> **RECORDS PROVIDED**:
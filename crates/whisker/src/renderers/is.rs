use whisker_core::{Value, operator::OperatorRegistry};

use super::BlockRenderer;
use crate::{context::RenderContext, error::RenderError, render::TagBlock};

/// `{{#is}}`: renders the first branch whose comparison holds.
///
/// A guard of one argument tests truthiness, two arguments compare with
/// `==`, and three name the operator in the middle, as in
/// `{{#is age ">" 18}}`. Further branches open with `{{elseis ...}}`, and
/// `{{else}}` or `{{^}}` always match.
#[derive(Debug, Clone, Copy, Default)]
pub struct Is;

impl BlockRenderer for Is {
    fn render(
        &self,
        tag: &TagBlock<'_>,
        context: &RenderContext<'_>,
        out: &mut String,
    ) -> Result<(), RenderError> {
        for (index, branch) in tag.branches().iter().enumerate() {
            let selected = if branch.is_else() {
                true
            } else if index == 0 {
                holds(tag.arguments().positional(), tag.operators())?
            } else {
                let arguments = tag.branch_arguments(branch, context)?;
                holds(arguments.positional(), tag.operators())?
            };
            if selected {
                return tag.render(branch.children(), context, out);
            }
        }
        Ok(())
    }
}

fn holds(arguments: &[Value], operators: &OperatorRegistry) -> Result<bool, RenderError> {
    Ok(match arguments {
        [value] => value.is_truthy(),
        [x, y] => operators.apply("==", x, y)?,
        [x, operator, y] => operators.apply(&operator.to_string(), x, y)?,
        _ => false,
    })
}
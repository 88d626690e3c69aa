//! Byte ranges into template source, used by diagnostics.

use std::ops::Range;

/// A half-open byte range into the template source.
#[derive(Debug, Clone, Copy, PartialEq, Eq, Hash, Default)]
pub struct Span {
    start: usize,
    end: usize,
}

impl Span {
    /// Create a new span from a byte range.
    pub fn new(range: Range<usize>) -> Self {
        Self {
            start: range.start,
            end: range.end.max(range.start),
        }
    }

    /// Get the start offset of the span
    pub fn start(&self) -> usize {
        self.start
    }

    /// Get the end offset of the span
    pub fn end(&self) -> usize {
        self.end
    }

    /// Get the length of the span
    pub fn len(&self) -> usize {
        self.end - self.start
    }

    /// Check if the span is empty
    pub fn is_empty(&self) -> bool {
        self.start == self.end
    }

    /// Create a union of two spans (encompassing both)
    pub fn union(&self, other: Span) -> Span {
        Self {
            start: self.start.min(other.start),
            end: self.end.max(other.end),
        }
    }
}

impl From<Range<usize>> for Span {
    fn from(range: Range<usize>) -> Self {
        Self::new(range)
    }
}

#[cfg(test)]
mod tests {
    use super::*;

    #[test]
    fn test_span_accessors() {
        let span = Span::new(3..8);

        assert_eq!(span.start(), 3);
        assert_eq!(span.end(), 8);
        assert_eq!(span.len(), 5);
        assert!(!span.is_empty());
    }

    #[test]
    fn test_span_union() {
        let span = Span::new(10..12).union(Span::new(2..4));

        assert_eq!(span, Span::new(2..12));
    }

    #[test]
    fn test_inverted_range_is_empty() {
        let span = Span::new(5..2);

        assert!(span.is_empty());
        assert_eq!(span.start(), 5);
    }
}
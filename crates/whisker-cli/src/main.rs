//! Whisker CLI entry point.

use std::{process, str::FromStr};

use clap::Parser;
use log::{LevelFilter, debug, error, info};

use whisker::WhiskerError;
use whisker_cli::{Args, error_adapter::to_reportables};

fn main() {
    miette::set_panic_hook();

    let args = Args::parse();
    init_logger(&args.log_level);

    info!(input = args.input; "Starting Whisker");
    debug!(args:?; "Parsed arguments");

    if let Err(err) = whisker_cli::run(&args) {
        report_error(&err);
        process::exit(1);
    }

    debug!("Completed successfully");
}

/// Install the logger on stderr.
fn init_logger(level: &str) {
    let log_level = LevelFilter::from_str(level).unwrap_or_else(|_| {
        eprintln!("Invalid log level: {level}. Using 'warn' instead.");
        LevelFilter::Warn
    });

    env_logger::Builder::from_env(env_logger::Env::default())
        .filter_level(log_level)
        .init();
}

/// Render each diagnostic of `err` as its own report.
fn report_error(err: &WhiskerError) {
    let reporter = miette::GraphicalReportHandler::new();

    for reportable in to_reportables(err) {
        let mut writer = String::new();
        reporter
            .render_report(&mut writer, &reportable)
            .expect("Writing to String buffer is infallible");

        error!("{writer}");
    }
}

> **TASK**: Search the records above for "miette" and copy every line that has it.

> **REPLY TO THE TASK**:
    miette::set_panic_hook();
    let reporter = miette::GraphicalReportHandler::new();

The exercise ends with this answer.